Gather all lines in the entries below that include the word "FirewallRule".

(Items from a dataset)
+++

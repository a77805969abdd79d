//! Domain models for the network planner.
//!
//! This module contains the value types used throughout the crate:
//! - [`Cidr`] - IPv4 block with CIDR notation support, plus the address codec
//! - [`CidrError`] - Typed parse and request errors
//! - [`NetworkTopology`] - Scanned projects, VPCs and subnets
//! - [`FirewallRule`] and [`CloudArmorPolicy`] - Rule objects for simulation

mod error;
mod ipv4;
mod rules;
mod topology;

// Re-export public types
pub use error::CidrError;
pub use ipv4::{format_ipv4, parse_ipv4, Cidr, MAX_LENGTH};
pub use rules::{
    CloudArmorPolicy, CloudArmorRule, FirewallPermission, FirewallRule, DEFAULT_RULE_PRIORITY,
};
pub use topology::{
    NetworkTopology, Project, PublicIp, SecondaryRange, Subnet, SubnetRef, UsedInternalIp,
    VpcNetwork,
};
//! IPv4 range reasoning for GCP network planning.
//!
//! Checks candidate CIDRs against a scanned topology, finds free blocks,
//! looks up addresses and simulates which rules an address would hit.

pub mod cli;
pub mod config;
pub mod models;
pub mod output;
pub mod processing;
pub mod topology;

use models::{parse_ipv4, Cidr, NetworkTopology};
use std::error::Error;

/// Load the snapshot named by `settings`, or `path` when given.
pub fn load_topology(
    path: Option<&str>,
    settings: &config::Settings,
) -> Result<NetworkTopology, Box<dyn Error>> {
    topology::read_topology(Some(path.unwrap_or(&settings.topology_file)))
}

/// Membership test for interactive callers: malformed input is "no match".
///
/// # Examples
/// ```
/// assert!(gcp_network_planner::cidr_matches("192.168.1.0/24", "192.168.1.200"));
/// assert!(!gcp_network_planner::cidr_matches("192.168.1.0", "192.168.1.200"));
/// ```
pub fn cidr_matches(cidr: &str, ip: &str) -> bool {
    match (Cidr::parse(cidr.trim()), parse_ipv4(ip.trim())) {
        (Ok(cidr), Ok(ip)) => cidr.contains(ip),
        (Err(e), _) | (_, Err(e)) => {
            log::debug!("cidr_matches({cidr}, {ip}): {e}");
            false
        }
    }
}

+++

__ANSWER SPACE__.
//! - [`FirewallRule`] and [`CloudArmorPolicy`] - Rule objects for simulation
    CloudArmorPolicy, CloudArmorRule, FirewallPermission, FirewallRule, DEFAULT_RULE_PRIORITY,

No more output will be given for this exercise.